→ Instructions to follow: Two lines below mark the span: the one containing "filename crates/zigbee-frame/src/error.rs" and the one containing "use std::process::ExitCode;". Set down both, plus every line between, exactly as they stand, and nothing else.

####################

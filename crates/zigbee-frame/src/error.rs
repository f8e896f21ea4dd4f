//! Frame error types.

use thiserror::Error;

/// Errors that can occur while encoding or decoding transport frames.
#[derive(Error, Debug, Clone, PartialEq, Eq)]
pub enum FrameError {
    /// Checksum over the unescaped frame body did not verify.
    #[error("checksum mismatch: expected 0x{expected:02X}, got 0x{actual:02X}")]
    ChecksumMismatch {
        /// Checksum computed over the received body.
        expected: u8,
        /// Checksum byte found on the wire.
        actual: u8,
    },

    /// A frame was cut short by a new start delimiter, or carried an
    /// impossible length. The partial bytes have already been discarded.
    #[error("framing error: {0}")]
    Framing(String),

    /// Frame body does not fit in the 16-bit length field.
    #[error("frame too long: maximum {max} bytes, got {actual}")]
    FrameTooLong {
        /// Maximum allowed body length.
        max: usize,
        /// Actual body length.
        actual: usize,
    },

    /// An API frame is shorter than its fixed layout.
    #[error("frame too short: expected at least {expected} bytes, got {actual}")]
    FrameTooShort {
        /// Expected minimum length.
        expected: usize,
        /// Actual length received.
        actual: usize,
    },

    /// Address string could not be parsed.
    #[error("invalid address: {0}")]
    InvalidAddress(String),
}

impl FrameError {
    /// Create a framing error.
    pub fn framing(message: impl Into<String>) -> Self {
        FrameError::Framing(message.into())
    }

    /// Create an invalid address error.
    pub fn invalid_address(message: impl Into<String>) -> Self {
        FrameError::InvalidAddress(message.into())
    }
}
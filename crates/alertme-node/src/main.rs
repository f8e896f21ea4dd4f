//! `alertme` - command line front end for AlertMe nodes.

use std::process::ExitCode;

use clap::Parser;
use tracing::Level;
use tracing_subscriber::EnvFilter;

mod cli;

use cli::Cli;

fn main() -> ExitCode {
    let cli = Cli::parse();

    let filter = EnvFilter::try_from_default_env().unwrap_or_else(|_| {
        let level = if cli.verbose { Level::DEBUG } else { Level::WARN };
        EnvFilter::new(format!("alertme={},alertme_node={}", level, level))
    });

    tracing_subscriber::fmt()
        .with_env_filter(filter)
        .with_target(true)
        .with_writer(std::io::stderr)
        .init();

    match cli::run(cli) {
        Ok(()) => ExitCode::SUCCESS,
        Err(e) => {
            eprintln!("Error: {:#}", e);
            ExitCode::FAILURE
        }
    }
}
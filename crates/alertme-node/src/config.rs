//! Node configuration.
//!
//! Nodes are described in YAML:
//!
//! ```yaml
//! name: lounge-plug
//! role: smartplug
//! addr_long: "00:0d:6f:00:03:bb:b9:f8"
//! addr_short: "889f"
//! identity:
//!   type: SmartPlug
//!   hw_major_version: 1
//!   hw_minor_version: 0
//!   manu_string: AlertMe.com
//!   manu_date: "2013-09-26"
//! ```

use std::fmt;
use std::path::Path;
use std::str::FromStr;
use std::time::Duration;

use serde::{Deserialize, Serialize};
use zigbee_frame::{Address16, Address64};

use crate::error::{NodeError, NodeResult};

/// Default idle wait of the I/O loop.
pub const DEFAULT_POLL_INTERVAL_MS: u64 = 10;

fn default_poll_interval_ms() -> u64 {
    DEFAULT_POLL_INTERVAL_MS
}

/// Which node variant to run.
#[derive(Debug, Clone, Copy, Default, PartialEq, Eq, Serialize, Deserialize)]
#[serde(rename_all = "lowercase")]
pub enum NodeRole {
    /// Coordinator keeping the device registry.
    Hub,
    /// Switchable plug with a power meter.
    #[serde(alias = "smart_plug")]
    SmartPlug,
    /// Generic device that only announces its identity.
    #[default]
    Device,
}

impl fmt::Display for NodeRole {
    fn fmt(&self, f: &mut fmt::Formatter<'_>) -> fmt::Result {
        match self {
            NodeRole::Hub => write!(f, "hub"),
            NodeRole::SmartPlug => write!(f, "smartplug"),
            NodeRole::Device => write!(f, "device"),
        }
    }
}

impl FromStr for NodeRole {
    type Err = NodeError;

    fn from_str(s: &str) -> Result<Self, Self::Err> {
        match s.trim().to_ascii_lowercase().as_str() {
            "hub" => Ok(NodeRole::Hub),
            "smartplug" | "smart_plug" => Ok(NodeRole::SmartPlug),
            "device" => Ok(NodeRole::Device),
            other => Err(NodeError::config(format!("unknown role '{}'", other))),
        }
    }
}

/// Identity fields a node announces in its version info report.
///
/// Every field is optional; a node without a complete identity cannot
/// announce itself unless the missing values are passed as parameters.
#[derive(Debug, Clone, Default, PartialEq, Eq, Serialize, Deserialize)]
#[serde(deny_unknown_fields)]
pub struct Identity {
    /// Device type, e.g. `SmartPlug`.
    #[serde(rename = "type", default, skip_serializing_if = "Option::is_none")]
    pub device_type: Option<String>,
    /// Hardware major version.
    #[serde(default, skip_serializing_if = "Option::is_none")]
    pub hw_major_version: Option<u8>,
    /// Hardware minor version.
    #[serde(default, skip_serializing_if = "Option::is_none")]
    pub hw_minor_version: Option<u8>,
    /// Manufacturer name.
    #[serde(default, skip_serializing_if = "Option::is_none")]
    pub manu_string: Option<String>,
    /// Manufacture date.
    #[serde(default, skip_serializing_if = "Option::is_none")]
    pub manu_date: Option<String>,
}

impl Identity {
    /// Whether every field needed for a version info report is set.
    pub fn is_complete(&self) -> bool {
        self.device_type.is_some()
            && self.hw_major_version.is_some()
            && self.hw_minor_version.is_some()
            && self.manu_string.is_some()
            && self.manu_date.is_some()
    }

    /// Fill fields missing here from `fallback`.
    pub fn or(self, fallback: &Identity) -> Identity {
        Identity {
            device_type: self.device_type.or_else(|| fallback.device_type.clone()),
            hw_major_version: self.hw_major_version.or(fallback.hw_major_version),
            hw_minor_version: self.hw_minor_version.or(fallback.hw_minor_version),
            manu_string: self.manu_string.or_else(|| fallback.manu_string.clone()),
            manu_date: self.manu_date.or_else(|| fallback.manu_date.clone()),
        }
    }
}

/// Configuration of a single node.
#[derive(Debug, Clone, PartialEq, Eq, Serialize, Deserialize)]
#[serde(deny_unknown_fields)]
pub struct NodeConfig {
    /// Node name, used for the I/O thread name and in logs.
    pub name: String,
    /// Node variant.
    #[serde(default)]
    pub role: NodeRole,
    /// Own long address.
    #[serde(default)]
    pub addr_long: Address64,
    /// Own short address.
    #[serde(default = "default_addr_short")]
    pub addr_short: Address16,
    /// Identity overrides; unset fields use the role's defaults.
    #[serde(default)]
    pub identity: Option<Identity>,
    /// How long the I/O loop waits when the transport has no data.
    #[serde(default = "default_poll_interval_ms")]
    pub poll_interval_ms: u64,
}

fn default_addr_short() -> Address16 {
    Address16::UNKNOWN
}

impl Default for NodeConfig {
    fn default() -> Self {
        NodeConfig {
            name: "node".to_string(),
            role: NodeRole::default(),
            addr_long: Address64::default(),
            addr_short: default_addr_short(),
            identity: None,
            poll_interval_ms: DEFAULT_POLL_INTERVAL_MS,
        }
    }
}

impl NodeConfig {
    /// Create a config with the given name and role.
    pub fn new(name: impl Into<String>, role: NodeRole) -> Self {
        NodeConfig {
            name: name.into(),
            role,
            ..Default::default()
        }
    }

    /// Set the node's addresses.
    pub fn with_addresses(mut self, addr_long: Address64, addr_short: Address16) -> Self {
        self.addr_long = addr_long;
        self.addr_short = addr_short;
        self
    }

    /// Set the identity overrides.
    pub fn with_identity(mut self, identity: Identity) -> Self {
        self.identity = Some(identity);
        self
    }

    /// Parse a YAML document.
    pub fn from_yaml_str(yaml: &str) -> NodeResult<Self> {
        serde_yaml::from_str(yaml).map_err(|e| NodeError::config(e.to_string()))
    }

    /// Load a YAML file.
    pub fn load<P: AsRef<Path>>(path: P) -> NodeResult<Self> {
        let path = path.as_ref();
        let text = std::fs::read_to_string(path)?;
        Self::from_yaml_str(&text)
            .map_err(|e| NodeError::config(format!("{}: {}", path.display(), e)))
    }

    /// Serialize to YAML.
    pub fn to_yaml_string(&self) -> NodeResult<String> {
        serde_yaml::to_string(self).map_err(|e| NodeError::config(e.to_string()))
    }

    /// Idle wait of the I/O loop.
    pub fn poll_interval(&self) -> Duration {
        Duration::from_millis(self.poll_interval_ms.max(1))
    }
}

####################

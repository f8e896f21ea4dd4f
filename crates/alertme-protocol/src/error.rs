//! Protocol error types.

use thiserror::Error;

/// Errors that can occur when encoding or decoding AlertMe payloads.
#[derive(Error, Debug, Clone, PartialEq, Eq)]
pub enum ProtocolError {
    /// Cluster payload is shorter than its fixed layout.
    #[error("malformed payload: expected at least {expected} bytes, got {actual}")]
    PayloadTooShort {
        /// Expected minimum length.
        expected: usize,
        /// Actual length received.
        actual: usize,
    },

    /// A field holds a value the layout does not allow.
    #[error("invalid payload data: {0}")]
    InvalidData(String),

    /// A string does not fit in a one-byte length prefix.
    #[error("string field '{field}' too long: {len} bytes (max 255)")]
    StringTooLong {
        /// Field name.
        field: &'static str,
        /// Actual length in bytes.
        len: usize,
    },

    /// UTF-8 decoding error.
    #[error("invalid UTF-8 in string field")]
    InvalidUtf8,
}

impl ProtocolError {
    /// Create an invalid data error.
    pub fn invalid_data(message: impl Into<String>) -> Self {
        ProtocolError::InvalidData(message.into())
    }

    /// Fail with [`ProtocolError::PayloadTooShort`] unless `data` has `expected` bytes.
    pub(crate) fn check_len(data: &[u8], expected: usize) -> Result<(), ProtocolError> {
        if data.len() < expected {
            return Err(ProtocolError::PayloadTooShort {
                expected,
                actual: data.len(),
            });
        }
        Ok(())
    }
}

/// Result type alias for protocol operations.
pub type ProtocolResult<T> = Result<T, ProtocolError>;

####################

→ Task solution:
filename crates/zigbee-frame/src/error.rs
repository f8e896f21ea4dd4f
//! Frame error types.

use thiserror::Error;

/// Errors that can occur while encoding or decoding transport frames.
#[derive(Error, Debug, Clone, PartialEq, Eq)]
pub enum FrameError {
    /// Checksum over the unescaped frame body did not verify.
    #[error("checksum mismatch: expected 0x{expected:02X}, got 0x{actual:02X}")]
    ChecksumMismatch {
        /// Checksum computed over the received body.
        expected: u8,
        /// Checksum byte found on the wire.
        actual: u8,
    },

    /// A frame was cut short by a new start delimiter, or carried an
    /// impossible length. The partial bytes have already been discarded.
    #[error("framing error: {0}")]
    Framing(String),

    /// Frame body does not fit in the 16-bit length field.
    #[error("frame too long: maximum {max} bytes, got {actual}")]
    FrameTooLong {
        /// Maximum allowed body length.
        max: usize,
        /// Actual body length.
        actual: usize,
    },

    /// An API frame is shorter than its fixed layout.
    #[error("frame too short: expected at least {expected} bytes, got {actual}")]
    FrameTooShort {
        /// Expected minimum length.
        expected: usize,
        /// Actual length received.
        actual: usize,
    },

    /// Address string could not be parsed.
    #[error("invalid address: {0}")]
    InvalidAddress(String),
}

impl FrameError {
    /// Create a framing error.
    pub fn framing(message: impl Into<String>) -> Self {
        FrameError::Framing(message.into())
    }

    /// Create an invalid address error.
    pub fn invalid_address(message: impl Into<String>) -> Self {
        FrameError::InvalidAddress(message.into())
    }
}
filename crates/alertme-node/src/main.rs
repository f8e896f21ea4dd4f
//! `alertme` - command line front end for AlertMe nodes.

use std::process::ExitCode;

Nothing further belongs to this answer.